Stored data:
[Start of Attachment]
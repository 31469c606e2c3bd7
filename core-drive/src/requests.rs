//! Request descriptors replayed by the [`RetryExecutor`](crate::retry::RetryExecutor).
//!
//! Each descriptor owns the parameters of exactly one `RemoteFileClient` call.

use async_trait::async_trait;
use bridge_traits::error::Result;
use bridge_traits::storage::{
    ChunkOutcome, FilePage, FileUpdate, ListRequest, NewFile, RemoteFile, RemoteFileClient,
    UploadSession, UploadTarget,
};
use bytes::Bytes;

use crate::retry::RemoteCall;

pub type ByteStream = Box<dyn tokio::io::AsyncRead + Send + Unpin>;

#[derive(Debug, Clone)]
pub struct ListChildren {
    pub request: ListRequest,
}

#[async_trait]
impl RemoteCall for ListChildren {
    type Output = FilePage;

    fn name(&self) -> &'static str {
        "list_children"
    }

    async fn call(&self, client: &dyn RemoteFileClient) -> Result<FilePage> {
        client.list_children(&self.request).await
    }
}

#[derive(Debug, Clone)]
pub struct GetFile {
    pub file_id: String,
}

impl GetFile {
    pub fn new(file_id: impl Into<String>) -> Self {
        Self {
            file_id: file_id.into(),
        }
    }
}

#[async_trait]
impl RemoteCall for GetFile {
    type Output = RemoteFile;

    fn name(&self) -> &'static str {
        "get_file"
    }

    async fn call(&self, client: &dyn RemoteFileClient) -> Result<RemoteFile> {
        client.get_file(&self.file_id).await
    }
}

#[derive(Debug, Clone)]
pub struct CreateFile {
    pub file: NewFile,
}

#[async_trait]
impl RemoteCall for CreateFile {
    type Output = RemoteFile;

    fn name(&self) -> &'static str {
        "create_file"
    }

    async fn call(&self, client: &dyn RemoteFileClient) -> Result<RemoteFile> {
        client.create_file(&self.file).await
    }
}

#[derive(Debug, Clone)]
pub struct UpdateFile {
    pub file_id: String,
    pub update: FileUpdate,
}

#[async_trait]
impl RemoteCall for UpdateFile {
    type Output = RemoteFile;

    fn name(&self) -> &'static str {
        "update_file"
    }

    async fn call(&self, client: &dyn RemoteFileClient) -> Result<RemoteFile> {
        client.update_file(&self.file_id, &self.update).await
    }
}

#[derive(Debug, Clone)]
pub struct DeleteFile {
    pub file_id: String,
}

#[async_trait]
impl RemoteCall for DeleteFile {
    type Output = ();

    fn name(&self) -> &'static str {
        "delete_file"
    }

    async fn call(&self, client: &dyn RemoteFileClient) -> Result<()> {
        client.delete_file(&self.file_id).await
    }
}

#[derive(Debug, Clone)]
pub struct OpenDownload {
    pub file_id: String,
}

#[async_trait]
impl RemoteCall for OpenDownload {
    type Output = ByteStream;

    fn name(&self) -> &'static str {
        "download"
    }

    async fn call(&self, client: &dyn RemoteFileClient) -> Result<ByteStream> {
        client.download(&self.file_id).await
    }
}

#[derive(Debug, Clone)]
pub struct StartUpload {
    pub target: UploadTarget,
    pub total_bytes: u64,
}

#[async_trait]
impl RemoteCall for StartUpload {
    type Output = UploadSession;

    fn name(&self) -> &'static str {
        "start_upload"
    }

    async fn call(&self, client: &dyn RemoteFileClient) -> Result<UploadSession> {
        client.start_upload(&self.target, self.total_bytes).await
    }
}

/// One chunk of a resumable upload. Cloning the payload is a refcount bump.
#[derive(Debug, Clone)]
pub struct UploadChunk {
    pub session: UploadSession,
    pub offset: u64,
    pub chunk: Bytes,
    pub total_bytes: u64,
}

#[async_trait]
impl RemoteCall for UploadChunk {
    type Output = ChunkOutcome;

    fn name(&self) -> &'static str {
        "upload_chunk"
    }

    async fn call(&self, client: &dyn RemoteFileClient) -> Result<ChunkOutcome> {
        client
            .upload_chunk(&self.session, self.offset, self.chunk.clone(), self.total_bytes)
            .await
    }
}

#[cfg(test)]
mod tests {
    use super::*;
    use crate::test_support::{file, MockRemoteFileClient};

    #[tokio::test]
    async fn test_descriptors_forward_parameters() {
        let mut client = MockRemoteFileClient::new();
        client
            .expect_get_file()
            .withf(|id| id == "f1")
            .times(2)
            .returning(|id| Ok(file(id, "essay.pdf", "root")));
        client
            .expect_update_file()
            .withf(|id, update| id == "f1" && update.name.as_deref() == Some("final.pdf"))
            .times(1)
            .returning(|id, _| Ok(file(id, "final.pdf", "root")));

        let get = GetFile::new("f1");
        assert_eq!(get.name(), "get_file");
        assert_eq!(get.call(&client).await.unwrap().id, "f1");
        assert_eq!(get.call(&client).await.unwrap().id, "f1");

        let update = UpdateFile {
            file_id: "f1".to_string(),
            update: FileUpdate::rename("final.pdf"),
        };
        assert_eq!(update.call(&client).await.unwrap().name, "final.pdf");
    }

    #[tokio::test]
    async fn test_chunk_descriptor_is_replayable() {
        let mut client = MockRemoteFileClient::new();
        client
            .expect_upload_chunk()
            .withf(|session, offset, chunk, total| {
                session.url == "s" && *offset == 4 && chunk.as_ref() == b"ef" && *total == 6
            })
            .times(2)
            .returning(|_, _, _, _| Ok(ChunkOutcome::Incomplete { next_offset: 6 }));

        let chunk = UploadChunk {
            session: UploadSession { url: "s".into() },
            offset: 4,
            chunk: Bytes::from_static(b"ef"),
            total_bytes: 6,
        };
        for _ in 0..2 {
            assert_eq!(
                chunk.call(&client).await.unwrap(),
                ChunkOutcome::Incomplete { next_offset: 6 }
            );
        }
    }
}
[End of Attachment]
• _TASK TO COMPLETE_: The response should consist of all the entries, transcribed exactly.

• _FINAL ANSWER_:
repository 31469c606e2c3bd7
filename core-drive/src/requests.rs
//! Request descriptors replayed by the [`RetryExecutor`](crate::retry::RetryExecutor).
//!
//! Each descriptor owns the parameters of exactly one `RemoteFileClient` call.

use async_trait::async_trait;
use bridge_traits::error::Result;
use bridge_traits::storage::{
    ChunkOutcome, FilePage, FileUpdate, ListRequest, NewFile, RemoteFile, RemoteFileClient,
    UploadSession, UploadTarget,
};
use bytes::Bytes;

use crate::retry::RemoteCall;

pub type ByteStream = Box<dyn tokio::io::AsyncRead + Send + Unpin>;

#[derive(Debug, Clone)]
pub struct ListChildren {
    pub request: ListRequest,
}

#[async_trait]
impl RemoteCall for ListChildren {
    type Output = FilePage;

    fn name(&self) -> &'static str {
        "list_children"
    }

    async fn call(&self, client: &dyn RemoteFileClient) -> Result<FilePage> {
        client.list_children(&self.request).await
    }
}

#[derive(Debug, Clone)]
pub struct GetFile {
    pub file_id: String,
}

impl GetFile {
    pub fn new(file_id: impl Into<String>) -> Self {
        Self {
            file_id: file_id.into(),
        }
    }
}

#[async_trait]
impl RemoteCall for GetFile {
    type Output = RemoteFile;

    fn name(&self) -> &'static str {
        "get_file"
    }

    async fn call(&self, client: &dyn RemoteFileClient) -> Result<RemoteFile> {
        client.get_file(&self.file_id).await
    }
}

#[derive(Debug, Clone)]
pub struct CreateFile {
    pub file: NewFile,
}

#[async_trait]
impl RemoteCall for CreateFile {
    type Output = RemoteFile;

    fn name(&self) -> &'static str {
        "create_file"
    }

    async fn call(&self, client: &dyn RemoteFileClient) -> Result<RemoteFile> {
        client.create_file(&self.file).await
    }
}

#[derive(Debug, Clone)]
pub struct UpdateFile {
    pub file_id: String,
    pub update: FileUpdate,
}

#[async_trait]
impl RemoteCall for UpdateFile {
    type Output = RemoteFile;

    fn name(&self) -> &'static str {
        "update_file"
    }

    async fn call(&self, client: &dyn RemoteFileClient) -> Result<RemoteFile> {
        client.update_file(&self.file_id, &self.update).await
    }
}

#[derive(Debug, Clone)]
pub struct DeleteFile {
    pub file_id: String,
}

#[async_trait]
impl RemoteCall for DeleteFile {
    type Output = ();

    fn name(&self) -> &'static str {
        "delete_file"
    }

    async fn call(&self, client: &dyn RemoteFileClient) -> Result<()> {
        client.delete_file(&self.file_id).await
    }
}

#[derive(Debug, Clone)]
pub struct OpenDownload {
    pub file_id: String,
}

#[async_trait]
impl RemoteCall for OpenDownload {
    type Output = ByteStream;

    fn name(&self) -> &'static str {
        "download"
    }

    async fn call(&self, client: &dyn RemoteFileClient) -> Result<ByteStream> {
        client.download(&self.file_id).await
    }
}

#[derive(Debug, Clone)]
pub struct StartUpload {
    pub target: UploadTarget,
    pub total_bytes: u64,
}

#[async_trait]
impl RemoteCall for StartUpload {
    type Output = UploadSession;

    fn name(&self) -> &'static str {
        "start_upload"
    }

    async fn call(&self, client: &dyn RemoteFileClient) -> Result<UploadSession> {
        client.start_upload(&self.target, self.total_bytes).await
    }
}

/// One chunk of a resumable upload. Cloning the payload is a refcount bump.
#[derive(Debug, Clone)]
pub struct UploadChunk {
    pub session: UploadSession,
    pub offset: u64,
    pub chunk: Bytes,
    pub total_bytes: u64,
}

#[async_trait]
impl RemoteCall for UploadChunk {
    type Output = ChunkOutcome;

    fn name(&self) -> &'static str {
        "upload_chunk"
    }

    async fn call(&self, client: &dyn RemoteFileClient) -> Result<ChunkOutcome> {
        client
            .upload_chunk(&self.session, self.offset, self.chunk.clone(), self.total_bytes)
            .await
    }
}

#[cfg(test)]
mod tests {
    use super::*;
    use crate::test_support::{file, MockRemoteFileClient};

    #[tokio::test]
    async fn test_descriptors_forward_parameters() {
        let mut client = MockRemoteFileClient::new();
        client
            .expect_get_file()
            .withf(|id| id == "f1")
            .times(2)
            .returning(|id| Ok(file(id, "essay.pdf", "root")));
        client
            .expect_update_file()
            .withf(|id, update| id == "f1" && update.name.as_deref() == Some("final.pdf"))
            .times(1)
            .returning(|id, _| Ok(file(id, "final.pdf", "root")));

        let get = GetFile::new("f1");
        assert_eq!(get.name(), "get_file");
        assert_eq!(get.call(&client).await.unwrap().id, "f1");
        assert_eq!(get.call(&client).await.unwrap().id, "f1");

        let update = UpdateFile {
            file_id: "f1".to_string(),
            update: FileUpdate::rename("final.pdf"),
        };
        assert_eq!(update.call(&client).await.unwrap().name, "final.pdf");
    }

    #[tokio::test]
    async fn test_chunk_descriptor_is_replayable() {
        let mut client = MockRemoteFileClient::new();
        client
            .expect_upload_chunk()
            .withf(|session, offset, chunk, total| {
                session.url == "s" && *offset == 4 && chunk.as_ref() == b"ef" && *total == 6
            })
            .times(2)
            .returning(|_, _, _, _| Ok(ChunkOutcome::Incomplete { next_offset: 6 }));

        let chunk = UploadChunk {
            session: UploadSession { url: "s".into() },
            offset: 4,
            chunk: Bytes::from_static(b"ef"),
            total_bytes: 6,
        };
        for _ in 0..2 {
            assert_eq!(
                chunk.call(&client).await.unwrap(),
                ChunkOutcome::Incomplete { next_offset: 6 }
            );
        }
    }
}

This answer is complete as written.